**Task item:** Find the word "super" in the listing below, then return every line it appears in.

=== Data records ===

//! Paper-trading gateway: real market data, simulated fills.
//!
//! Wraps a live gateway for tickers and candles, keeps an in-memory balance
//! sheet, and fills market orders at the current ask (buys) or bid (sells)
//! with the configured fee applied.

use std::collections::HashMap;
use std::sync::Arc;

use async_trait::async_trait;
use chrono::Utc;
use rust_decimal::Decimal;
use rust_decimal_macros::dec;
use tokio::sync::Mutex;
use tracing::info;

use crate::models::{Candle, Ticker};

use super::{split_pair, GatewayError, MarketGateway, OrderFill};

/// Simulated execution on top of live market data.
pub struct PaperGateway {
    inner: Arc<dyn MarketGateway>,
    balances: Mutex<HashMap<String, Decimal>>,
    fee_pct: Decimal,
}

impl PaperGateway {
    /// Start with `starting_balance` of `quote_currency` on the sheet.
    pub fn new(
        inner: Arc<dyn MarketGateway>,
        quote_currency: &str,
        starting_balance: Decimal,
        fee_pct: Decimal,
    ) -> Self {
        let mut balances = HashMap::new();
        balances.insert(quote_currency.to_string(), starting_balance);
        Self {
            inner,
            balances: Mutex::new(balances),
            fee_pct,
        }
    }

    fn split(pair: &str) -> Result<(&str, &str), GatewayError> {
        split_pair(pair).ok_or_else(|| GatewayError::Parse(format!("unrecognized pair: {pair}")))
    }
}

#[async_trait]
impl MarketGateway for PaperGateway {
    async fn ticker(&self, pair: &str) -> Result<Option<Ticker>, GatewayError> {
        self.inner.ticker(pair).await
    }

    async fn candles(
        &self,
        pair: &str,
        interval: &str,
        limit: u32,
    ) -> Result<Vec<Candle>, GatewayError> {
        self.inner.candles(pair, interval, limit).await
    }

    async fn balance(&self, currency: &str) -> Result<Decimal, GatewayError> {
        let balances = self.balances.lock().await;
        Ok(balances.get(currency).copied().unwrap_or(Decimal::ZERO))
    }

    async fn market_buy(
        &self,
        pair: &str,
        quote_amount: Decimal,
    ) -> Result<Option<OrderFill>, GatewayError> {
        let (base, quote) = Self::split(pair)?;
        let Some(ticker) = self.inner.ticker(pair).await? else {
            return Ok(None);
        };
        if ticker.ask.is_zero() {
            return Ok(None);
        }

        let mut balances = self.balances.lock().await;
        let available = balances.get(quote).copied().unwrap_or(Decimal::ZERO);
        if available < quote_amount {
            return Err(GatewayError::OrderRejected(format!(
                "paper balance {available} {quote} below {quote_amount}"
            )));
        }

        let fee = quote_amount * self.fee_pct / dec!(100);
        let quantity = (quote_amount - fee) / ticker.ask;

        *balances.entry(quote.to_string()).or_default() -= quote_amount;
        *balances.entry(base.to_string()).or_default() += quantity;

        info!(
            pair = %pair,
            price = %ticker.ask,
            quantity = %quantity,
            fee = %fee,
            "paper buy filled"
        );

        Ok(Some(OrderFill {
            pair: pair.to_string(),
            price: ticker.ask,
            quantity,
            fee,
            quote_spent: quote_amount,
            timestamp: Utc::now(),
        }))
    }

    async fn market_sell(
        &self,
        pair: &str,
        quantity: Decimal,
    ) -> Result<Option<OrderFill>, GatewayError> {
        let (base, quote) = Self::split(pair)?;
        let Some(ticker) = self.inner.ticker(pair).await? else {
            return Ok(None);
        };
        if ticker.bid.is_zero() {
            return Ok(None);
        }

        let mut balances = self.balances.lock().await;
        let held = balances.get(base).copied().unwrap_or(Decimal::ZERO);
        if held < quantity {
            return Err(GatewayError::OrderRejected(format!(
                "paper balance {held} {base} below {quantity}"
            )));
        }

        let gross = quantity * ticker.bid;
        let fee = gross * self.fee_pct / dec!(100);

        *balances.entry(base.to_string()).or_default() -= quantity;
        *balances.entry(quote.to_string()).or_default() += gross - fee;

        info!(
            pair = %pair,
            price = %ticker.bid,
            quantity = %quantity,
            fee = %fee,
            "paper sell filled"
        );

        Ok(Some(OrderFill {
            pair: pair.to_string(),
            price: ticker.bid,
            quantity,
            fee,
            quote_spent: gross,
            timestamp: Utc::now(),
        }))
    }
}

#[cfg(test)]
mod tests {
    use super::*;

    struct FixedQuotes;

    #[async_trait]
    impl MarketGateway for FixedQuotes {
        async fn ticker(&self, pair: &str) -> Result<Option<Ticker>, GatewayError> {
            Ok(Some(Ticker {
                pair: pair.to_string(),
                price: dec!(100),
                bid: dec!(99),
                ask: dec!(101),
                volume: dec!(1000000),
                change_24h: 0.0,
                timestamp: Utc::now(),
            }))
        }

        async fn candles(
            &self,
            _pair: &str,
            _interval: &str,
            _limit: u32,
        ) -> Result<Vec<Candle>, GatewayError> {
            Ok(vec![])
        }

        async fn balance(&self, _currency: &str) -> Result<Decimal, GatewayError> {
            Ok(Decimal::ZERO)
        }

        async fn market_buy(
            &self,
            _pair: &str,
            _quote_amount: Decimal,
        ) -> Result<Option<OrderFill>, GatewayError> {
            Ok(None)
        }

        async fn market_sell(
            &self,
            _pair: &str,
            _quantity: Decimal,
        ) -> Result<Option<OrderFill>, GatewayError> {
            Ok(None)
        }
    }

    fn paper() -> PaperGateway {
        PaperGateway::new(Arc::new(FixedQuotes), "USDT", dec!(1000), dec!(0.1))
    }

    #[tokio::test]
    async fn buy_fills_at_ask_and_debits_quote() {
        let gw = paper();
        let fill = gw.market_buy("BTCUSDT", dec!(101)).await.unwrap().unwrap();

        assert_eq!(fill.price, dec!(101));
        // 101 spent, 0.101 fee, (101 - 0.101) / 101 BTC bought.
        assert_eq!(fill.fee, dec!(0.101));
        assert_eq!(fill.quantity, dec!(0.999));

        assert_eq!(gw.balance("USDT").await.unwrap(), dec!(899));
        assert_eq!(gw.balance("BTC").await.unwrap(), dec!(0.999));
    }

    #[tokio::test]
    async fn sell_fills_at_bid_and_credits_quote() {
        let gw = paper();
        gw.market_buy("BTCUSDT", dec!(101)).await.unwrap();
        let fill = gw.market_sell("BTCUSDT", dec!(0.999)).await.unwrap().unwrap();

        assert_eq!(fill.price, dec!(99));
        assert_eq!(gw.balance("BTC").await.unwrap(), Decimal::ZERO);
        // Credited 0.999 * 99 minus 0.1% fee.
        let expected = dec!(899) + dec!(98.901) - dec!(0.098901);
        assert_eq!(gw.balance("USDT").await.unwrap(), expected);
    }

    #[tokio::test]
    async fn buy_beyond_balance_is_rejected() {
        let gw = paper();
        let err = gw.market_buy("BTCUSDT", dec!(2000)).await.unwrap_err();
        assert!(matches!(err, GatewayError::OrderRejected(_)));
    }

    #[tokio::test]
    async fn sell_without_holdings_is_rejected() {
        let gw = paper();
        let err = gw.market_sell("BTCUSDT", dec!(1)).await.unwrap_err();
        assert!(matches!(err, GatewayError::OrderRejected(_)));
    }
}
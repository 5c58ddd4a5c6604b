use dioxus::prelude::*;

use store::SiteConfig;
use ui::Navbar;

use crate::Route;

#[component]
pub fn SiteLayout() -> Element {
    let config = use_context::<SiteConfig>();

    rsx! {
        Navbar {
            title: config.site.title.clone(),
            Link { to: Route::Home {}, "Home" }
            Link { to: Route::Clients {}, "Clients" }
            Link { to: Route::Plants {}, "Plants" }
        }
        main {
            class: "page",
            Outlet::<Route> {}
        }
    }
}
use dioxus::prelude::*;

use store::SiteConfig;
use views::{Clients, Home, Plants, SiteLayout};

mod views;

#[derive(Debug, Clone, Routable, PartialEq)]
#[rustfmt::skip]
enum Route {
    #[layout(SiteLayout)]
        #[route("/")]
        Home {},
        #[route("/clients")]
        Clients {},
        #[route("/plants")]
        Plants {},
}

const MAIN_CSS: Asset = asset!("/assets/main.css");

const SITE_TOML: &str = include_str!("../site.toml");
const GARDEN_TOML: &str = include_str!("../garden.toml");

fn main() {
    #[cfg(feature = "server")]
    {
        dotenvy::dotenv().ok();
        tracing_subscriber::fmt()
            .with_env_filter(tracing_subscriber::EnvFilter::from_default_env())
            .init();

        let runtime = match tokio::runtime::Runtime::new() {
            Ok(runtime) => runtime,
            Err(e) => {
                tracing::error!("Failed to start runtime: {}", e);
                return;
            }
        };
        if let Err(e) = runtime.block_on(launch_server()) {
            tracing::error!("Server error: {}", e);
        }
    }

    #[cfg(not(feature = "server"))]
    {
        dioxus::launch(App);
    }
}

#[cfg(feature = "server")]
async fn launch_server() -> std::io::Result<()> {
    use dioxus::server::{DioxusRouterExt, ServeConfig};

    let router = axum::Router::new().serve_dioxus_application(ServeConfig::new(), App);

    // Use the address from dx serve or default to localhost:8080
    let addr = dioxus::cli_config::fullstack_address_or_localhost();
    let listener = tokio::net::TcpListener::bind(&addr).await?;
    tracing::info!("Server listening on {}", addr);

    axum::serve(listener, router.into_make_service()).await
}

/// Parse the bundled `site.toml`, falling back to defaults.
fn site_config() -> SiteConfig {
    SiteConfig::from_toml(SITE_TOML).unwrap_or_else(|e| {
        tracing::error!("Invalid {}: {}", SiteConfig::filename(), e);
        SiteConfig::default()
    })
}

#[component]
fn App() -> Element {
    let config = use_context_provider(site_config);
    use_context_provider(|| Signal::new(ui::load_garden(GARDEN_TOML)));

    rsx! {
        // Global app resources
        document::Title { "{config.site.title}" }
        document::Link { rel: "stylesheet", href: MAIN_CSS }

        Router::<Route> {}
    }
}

===

**Answer to the problem:**
use super::{split_pair, GatewayError, MarketGateway, OrderFill};
    use super::*;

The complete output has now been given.